__Task material__.
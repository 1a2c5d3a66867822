//! Core terminal session components.
//!
//! This module contains the connection and decoding logic:
//!
//! - **transport**: SSH capability trait, connection profiles, errors
//! - **ssh**: libssh2-backed transport implementation
//! - **term**: incremental ANSI decoder producing styled runs
//! - **session**: per-connection state machine with read pump
//! - **registry**: process-wide session owner + connected live view
//!
//! # Architecture
//!
//! ```text
//! SessionRegistry
//! ├── LiveView (connected roster, pushed to watchers)
//! └── TerminalSession (one per connection id)
//!     ├── Transport (SSH channel I/O)
//!     ├── AnsiDecoder (bytes -> styled runs)
//!     └── pump + writer threads
//! ```

pub mod registry;
pub mod session;
pub mod ssh;
pub mod term;
pub mod transport;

__What you have to do__.
Please give a word-for-word repetition of the lines from the one containing "connection profiles, errors" through the last line of the data above, including both, and nothing besides.

__Answer to the exercise__.
//! - **transport**: SSH capability trait, connection profiles, errors
//! - **ssh**: libssh2-backed transport implementation
//! - **term**: incremental ANSI decoder producing styled runs
//! - **session**: per-connection state machine with read pump
//! - **registry**: process-wide session owner + connected live view
//!
//! # Architecture
//!
//! ```text
//! SessionRegistry
//! ├── LiveView (connected roster, pushed to watchers)
//! └── TerminalSession (one per connection id)
//!     ├── Transport (SSH channel I/O)
//!     ├── AnsiDecoder (bytes -> styled runs)
//!     └── pump + writer threads
//! ```

pub mod registry;
pub mod session;
pub mod ssh;
pub mod term;
pub mod transport;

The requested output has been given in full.